People To Be Eaten must have at least some 'sustaining' qualities to them, so no super-models need apply.

Right, time to head off to my scratcher now.

I do hope you all have a peaceful and tranquil night and are NOT AWOKEN BY FECKIN' FOGHORNS AT FIVE IN THE FECKIN' MORNING.

Nighty-bless.

Moln · 16/03/2012 04:58

I think a rule of thumb would be that all other food sources must be exhausted before starting on human flesh. Unless of course some jokers removed the tabs from the cheese trianglesthat is, then it'd only be correct to eat him (or her - not to be sexist)

TalcAndTurnips · 16/03/2012 07:48

Oh dear Moln - was it really the foghorns? I was spared that mournful alarm clock this morning.

I like your lateral thinking on the cannibalism/cheese triangle issue - it's good to see some good old common sense on the MN judicial sentencing front.

Interfering With Snack Food Packaging (thereby causing minor frustration, inconvenience and possible denting of contents) = Death by Anthropophagy.

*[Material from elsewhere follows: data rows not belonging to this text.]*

use crate::core::types::{ErrorCategory, ErrorSeverity};
use chrono::{DateTime, Utc};
use std::collections::HashMap;

#[derive(Debug)]
pub struct AppError {
    pub category: ErrorCategory,
    pub severity: ErrorSeverity,
    pub code: String,
    pub message: String,
    pub context: HashMap<String, String>,
    pub recovery_suggestions: Vec<String>,
    pub occurred_at: DateTime<Utc>,
    pub source: Option<anyhow::Error>,
}

impl AppError {
    pub fn new<T: Into<String>>(category: ErrorCategory, message: T) -> Self {
        let severity = match category {
            ErrorCategory::ValidationError
            | ErrorCategory::ConfigurationError
            | ErrorCategory::IntegrityError
            | ErrorCategory::SerializationError
            | ErrorCategory::IoError
            | ErrorCategory::InternalError => ErrorSeverity::Error,
            ErrorCategory::Unknown => ErrorSeverity::Info,
        };
        AppError {
            category,
            severity,
            code: format!("ERR-{}", uuid::Uuid::new_v4()),
            message: message.into(),
            context: HashMap::new(),
            recovery_suggestions: vec![],
            occurred_at: Utc::now(),
            source: None,
        }
    }

    pub fn with_source<T: Into<String>>(
        category: ErrorCategory,
        message: T,
        source: Box<dyn std::error::Error + Send + Sync>,
    ) -> Self {
        let mut error = AppError::new(category, message);
        error.source = Some(anyhow::anyhow!(source));
        error
    }

    pub fn with_context<T: Into<String>>(mut self, context: T) -> Self {
        self.context.insert("context".to_string(), context.into());
        self
    }

    pub fn with_code<T: Into<String>>(mut self, code: T) -> Self {
        self.code = code.into();
        self
    }

    pub fn with_suggestion<T: Into<String>>(mut self, suggestion: T) -> Self {
        self.recovery_suggestions.push(suggestion.into());
        self
    }

    pub fn add_context(&mut self, key: &str, value: &str) {
        self.context.insert(key.to_string(), value.to_string());
    }

    pub fn severity(&self) -> ErrorSeverity {
        self.severity
    }
}

impl std::fmt::Display for AppError {
    fn fmt(&self, f: &mut std::fmt::Formatter<'_>) -> std::fmt::Result {
        write!(f, "[{}] {}: {}", self.code, self.category, self.message)?;
        if !self.context.is_empty() {
            write!(f, " (Context: {:?})", self.context)?;
        }
        if let Some(ref source) = self.source {
            write!(f, "\nCaused by: {}", source)?;
        }
        Ok(())
    }
}

impl std::error::Error for AppError {}

impl From<anyhow::Error> for AppError {
    fn from(e: anyhow::Error) -> Self {
        AppError {
            category: ErrorCategory::InternalError,
            severity: ErrorSeverity::Error,
            code: "ANYHOW_ERROR".to_string(),
            message: e.to_string(),
            context: HashMap::new(),
            recovery_suggestions: vec!["Check the error details".to_string()],
            occurred_at: Utc::now(),
            source: Some(e),
        }
    }
}

impl From<std::io::Error> for AppError {
    fn from(e: std::io::Error) -> Self {
        AppError {
            category: ErrorCategory::IoError,
            severity: ErrorSeverity::Error,
            code: "IO_ERROR".to_string(),
            message: e.to_string(),
            context: HashMap::new(),
            recovery_suggestions: vec!["Check file permissions and paths".to_string()],
            occurred_at: Utc::now(),
            source: Some(anyhow::anyhow!(e)),
        }
    }
}

impl From<serde_json::Error> for AppError {
    fn from(e: serde_json::Error) -> Self {
        AppError::new(ErrorCategory::SerializationError, e.to_string()).with_code("SERDE-JSON-001")
    }
}

impl From<serde_yaml::Error> for AppError {
    fn from(e: serde_yaml::Error) -> Self {
        AppError::new(ErrorCategory::SerializationError, e.to_string()).with_code("SERDE-YAML-001")
    }
}

pub trait ErrorReporter {
    fn report_error(&self, error: &AppError);
    fn report_warning(&self, message: &str, context: Option<String>);
    fn report_info(&self, message: &str);
}

pub struct DefaultErrorReporter;

impl DefaultErrorReporter {
    pub fn new() -> Self {
        DefaultErrorReporter
    }
}

impl Default for DefaultErrorReporter {
    fn default() -> Self {
        Self::new()
    }
}

impl ErrorReporter for DefaultErrorReporter {
    fn report_error(&self, error: &AppError) {
        eprintln!("[ERROR] {}: {}", error.code, error.message);
        if !error.context.is_empty() {
            eprintln!("  Context: {:?}", error.context);
        }
        for suggestion in &error.recovery_suggestions {
            eprintln!("  Hint: {}", suggestion);
        }
        if let Some(ref source) = error.source {
            eprintln!("  Caused by: {}", source);
        }
    }

    fn report_warning(&self, message: &str, context: Option<String>) {
        eprintln!("[WARNING] {}", message);
        if let Some(ref ctx) = context {
            eprintln!("  Context: {}", ctx);
        }
    }

    fn report_info(&self, message: &str) {
        println!("[INFO] {}", message);
    }
}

Makes total sense to me Grin

bronze · 16/03/2012 08:39

Wouldn't someone evil enough to cut off said tabs taste a little bitter though

SpringHeeledJack · 16/03/2012 17:20

fuck me, I see I've been eaten, and us not out of Portsmouth yet

tsk

interestingly (well, it was to me) I sat on a cheese triangle wrapper today on the bus. Luckily my one had been red stringed and therefore the contents had been removed

SaggyOldClothCatPuss · 16/03/2012 21:05

Nobody has eaten me for aagges!

PrincessWellington · 16/03/2012 21:56

I clicked on this thread hoping it was about the ex. No such luck!

bronze · 16/03/2012 22:14

Tmi saggy

Rogerbacon · 16/03/2012 22:16

SaggyOldClothCatPuss

What relish are you putting on?

OP posts:
AmazingBouncingFerret · 16/03/2012 22:21

Why do you melt cheese in a microwave to spread on crumpets?

Why dont you just put the cheese on a bung them under the grill?

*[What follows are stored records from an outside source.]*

pub mod config;
pub mod context;
pub mod layers;

pub use context::{detect_context, ExecutionContext};
pub use layers::console::ConsoleOutput;

use crate::logging::config::LoggingConfig;
use crate::logging::layers::{console, file};
use crate::{cli::Command, Result};
use anyhow::{anyhow, Context};
use std::env;
use std::sync::atomic::{AtomicBool, Ordering};
use tracing_subscriber::filter::EnvFilter;
use tracing_subscriber::prelude::*;
use tracing_subscriber::registry::Registry;

static LOGGER_INITIALIZED: AtomicBool = AtomicBool::new(false);

/// Keeps the non-blocking file writer flushing until the command finishes.
pub struct LoggingGuard {
    _file_guard: Option<tracing_appender::non_blocking::WorkerGuard>,
}

/// Initialize the logging framework for the provided CLI command.
///
/// Configures the level filter, the file sink and the console sink from
/// deterministic configuration precedence. Errors when invoked more than
/// once per process.
pub fn init(command: &Command) -> Result<LoggingGuard> {
    if LOGGER_INITIALIZED
        .compare_exchange(false, true, Ordering::SeqCst, Ordering::SeqCst)
        .is_err()
    {
        return Err(anyhow!("logging already initialized"));
    }

    let context = detect_context(command);
    let workspace_root = env::current_dir().ok();
    let config = LoggingConfig::load(workspace_root.as_deref())?;

    let env_filter = EnvFilter::try_from_default_env()
        .or_else(|_| EnvFilter::try_new(&config.default_level))
        .context("failed to configure tracing level")?;
    let log_file_path = file::log_file_path(&config, workspace_root.as_deref())?;
    type BaseRegistry = Registry;
    type FileSubscriber = file::FileLayerStack<BaseRegistry>;

    let (file_layer, file_guard) =
        file::file_layer::<BaseRegistry>(&log_file_path, config.enable_file)?;

    let subscriber = tracing_subscriber::registry().with(file_layer);

    let console_output = console::select_console_output(context, config.console_output);
    let console_layer = console::console_layer::<FileSubscriber>(console_output);
    let subscriber = subscriber.with(console_layer).with(env_filter);
    subscriber
        .try_init()
        .context("failed to install tracing subscriber")?;

    tracing::debug!(
        context = ?context,
        console = %console_output,
        log_file = %log_file_path.display(),
        "logging initialized"
    );

    Ok(LoggingGuard {
        _file_guard: file_guard,
    })
}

AmazingBouncingFerret · 16/03/2012 22:22

*...cheese on AND bung them under the grill

that should say...

Rogerbacon · 16/03/2012 22:53

The crumpets go in the toaster and you cannot put cheese on a crumpet then put it in a toaster because the cheese slides off and makes a mess

OP posts:
TequilaMockinBird · 16/03/2012 22:53

You lie the toaster on its side first Roger

Rogerbacon · 16/03/2012 22:56

TequilaMockinBird

clever
10 out of 10

OP posts:
SaggyOldClothCatPuss · 17/03/2012 18:39

Nook! That doesn't work! Don't forget that the sides of the toaster press Inwards when you push the lever down! That would be a serious cheddartastrophe!!!